EXERCISE PROMPT: Starting at the top of the records, output every line through the one that contains "pub fn survival_bonus(self)", keeping each exactly as it appears.

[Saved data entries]
--- START ---
use crate::error::TwinError;

pub mod compare;
pub mod explain;
pub mod perturb;
pub mod report;
pub mod risk;
pub mod trajectory;

/// Simulation horizon in months, inclusive on both ends (0..=12).
pub const HORIZON_MONTHS: u32 = 12;

/// Fixed confidence reported with every prediction.
pub const MODEL_CONFIDENCE: f64 = 0.87;

/// Closed enumeration of treatment strategies. Each arm carries its own
/// baseline decay rate, survival bonus and aggregate impact score.
#[derive(Debug, Clone, Copy, PartialEq, Eq, PartialOrd, Ord, Hash)]
pub enum TreatmentArm {
    Chemo,
    Radiation,
    Combined,
    SurgeryChemo,
}

impl TreatmentArm {
    pub const ALL: [TreatmentArm; 4] = [
        TreatmentArm::Chemo,
        TreatmentArm::Radiation,
        TreatmentArm::Combined,
        TreatmentArm::SurgeryChemo,
    ];

    /// Baseline per-month exponential decay rate. Always strictly negative.
    pub fn base_decay_rate(self) -> f64 {
        match self {
            TreatmentArm::Chemo => -0.15,
            TreatmentArm::Radiation => -0.12,
            TreatmentArm::Combined => -0.18,
            TreatmentArm::SurgeryChemo => -0.22,
        }
    }

    /// Additive survival bonus in percentage points.
    pub fn survival_bonus(self) -> f64 {
        match self {
            TreatmentArm::Chemo => 0.0,
            TreatmentArm::Radiation => 0.0,
            TreatmentArm::Combined => 5.0,
            TreatmentArm::SurgeryChemo => 7.0,
        }
    }

    /// Aggregate treatment-impact score (0-100) used to rank arms.
    pub fn treatment_impact(self) -> u32 {
        match self {
            TreatmentArm::Chemo => 78,
            TreatmentArm::Radiation => 74,
            TreatmentArm::Combined => 92,
            TreatmentArm::SurgeryChemo => 88,
        }
    }

    pub fn side_effects(self) -> &'static str {
        match self {
            TreatmentArm::Chemo => "Mild",
            TreatmentArm::Radiation => "Mild",
            TreatmentArm::Combined => "Moderate",
            TreatmentArm::SurgeryChemo => "Moderate",
        }
    }

    /// Stable identifier used as a map key in output artifacts.
    pub fn id(self) -> &'static str {
        match self {
            TreatmentArm::Chemo => "chemo",
            TreatmentArm::Radiation => "radiation",
            TreatmentArm::Combined => "combined",
            TreatmentArm::SurgeryChemo => "surgery_chemo",
        }
    }

    pub fn display_label(self) -> &'static str {
        match self {
            TreatmentArm::Chemo => "Chemotherapy Only",
            TreatmentArm::Radiation => "Radiation Only",
            TreatmentArm::Combined => "Combined Chemoradiation",
            TreatmentArm::SurgeryChemo => "Surgery + Chemotherapy",
        }
    }

    pub fn parse(s: &str) -> Result<Self, TwinError> {
        match s {
            "chemo" => Ok(TreatmentArm::Chemo),
            "radiation" => Ok(TreatmentArm::Radiation),
            "combined" => Ok(TreatmentArm::Combined),
            "surgery_chemo" => Ok(TreatmentArm::SurgeryChemo),
            other => Err(TwinError::NotFound(format!(
                "unknown treatment arm `{other}`"
            ))),
        }
    }
}

/// Resolved inputs for one simulation run of one arm.
#[derive(Debug, Clone, PartialEq)]
pub struct SimulationParameters {
    pub arm: TreatmentArm,
    pub initial_volume_cm3: f64,
    pub dose_tweak: u8,
    pub decay_rate: f64,
}

impl SimulationParameters {
    /// Unperturbed parameters for an arm. Rejects non-positive volumes.
    pub fn baseline(arm: TreatmentArm, initial_volume_cm3: f64) -> Result<Self, TwinError> {
        if !initial_volume_cm3.is_finite() || initial_volume_cm3 <= 0.0 {
            return Err(TwinError::Validation(format!(
                "initial tumor volume must be positive, got {initial_volume_cm3}"
            )));
        }
        Ok(Self {
            arm,
            initial_volume_cm3,
            dose_tweak: 0,
            decay_rate: arm.base_decay_rate(),
        })
    }
}

#[derive(Debug, Clone, PartialEq)]
pub struct TrajectoryPoint {
    pub month: u32,
    pub volume_cm3: f64,
    pub survival_pct: f64,
}

/// One simulated arm with its resolved parameters attached.
#[derive(Debug, Clone)]
pub struct ArmSeries {
    pub arm: TreatmentArm,
    pub tweaked: bool,
    pub points: Vec<TrajectoryPoint>,
}

/// Fixed category precedence. Output ordering follows this, never the
/// impact values, so repeated calls stay byte-stable for the UI.
#[derive(Debug, Clone, Copy, PartialEq, Eq, PartialOrd, Ord)]
pub enum RiskCategory {
    Age,
    TumorStage,
    Location,
    Lifestyle,
    TreatmentResponse,
}

impl RiskCategory {
    pub fn name(self) -> &'static str {
        match self {
            RiskCategory::Age => "Age",
            RiskCategory::TumorStage => "Tumor Stage",
            RiskCategory::Location => "Location",
            RiskCategory::Lifestyle => "Lifestyle",
            RiskCategory::TreatmentResponse => "Treatment Response",
        }
    }
}

#[derive(Debug, Clone, Copy, PartialEq, Eq, PartialOrd, Ord)]
pub enum RiskLevel {
    Low,
    Medium,
    High,
}

impl RiskLevel {
    pub fn as_str(self) -> &'static str {
        match self {
            RiskLevel::Low => "Low",
            RiskLevel::Medium => "Medium",
            RiskLevel::High => "High",
        }
    }
}

#[derive(Debug, Clone, PartialEq)]
pub struct RiskFactor {
    pub category: RiskCategory,
    pub impact: u32,
    pub level: RiskLevel,
    pub description: String,
}

#[derive(Debug, Clone, PartialEq)]
pub struct RiskAssessment {
    pub factors: Vec<RiskFactor>,
    pub overall: RiskLevel,
}

#[derive(Debug, Clone)]
pub struct PredictionResult {
    pub arm: TreatmentArm,
    pub trajectory: Vec<TrajectoryPoint>,
    pub treatment_impact: u32,
    pub confidence: f64,
    pub overall_risk: RiskLevel,
    pub risk_factors: Vec<RiskFactor>,
}

#[derive(Debug, Clone)]
pub struct ArmOutcome {
    pub arm: TreatmentArm,
    pub timeline_label: String,
    pub survival_prob: f64,
    pub side_effects: &'static str,
}

/// Month-aligned side-by-side packaging of two arms.
#[derive(Debug, Clone)]
pub struct ComparedOutcomes {
    pub timeline: Vec<ArmSeries>,
    pub outcomes: Vec<ArmOutcome>,
}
--- END ---
SOLUTION FOR THIS PROBLEM:
use crate::error::TwinError;

pub mod compare;
pub mod explain;
pub mod perturb;
pub mod report;
pub mod risk;
pub mod trajectory;

/// Simulation horizon in months, inclusive on both ends (0..=12).
pub const HORIZON_MONTHS: u32 = 12;

/// Fixed confidence reported with every prediction.
pub const MODEL_CONFIDENCE: f64 = 0.87;

/// Closed enumeration of treatment strategies. Each arm carries its own
/// baseline decay rate, survival bonus and aggregate impact score.
#[derive(Debug, Clone, Copy, PartialEq, Eq, PartialOrd, Ord, Hash)]
pub enum TreatmentArm {
    Chemo,
    Radiation,
    Combined,
    SurgeryChemo,
}

impl TreatmentArm {
    pub const ALL: [TreatmentArm; 4] = [
        TreatmentArm::Chemo,
        TreatmentArm::Radiation,
        TreatmentArm::Combined,
        TreatmentArm::SurgeryChemo,
    ];

    /// Baseline per-month exponential decay rate. Always strictly negative.
    pub fn base_decay_rate(self) -> f64 {
        match self {
            TreatmentArm::Chemo => -0.15,
            TreatmentArm::Radiation => -0.12,
            TreatmentArm::Combined => -0.18,
            TreatmentArm::SurgeryChemo => -0.22,
        }
    }

    /// Additive survival bonus in percentage points.
    pub fn survival_bonus(self) -> f64 {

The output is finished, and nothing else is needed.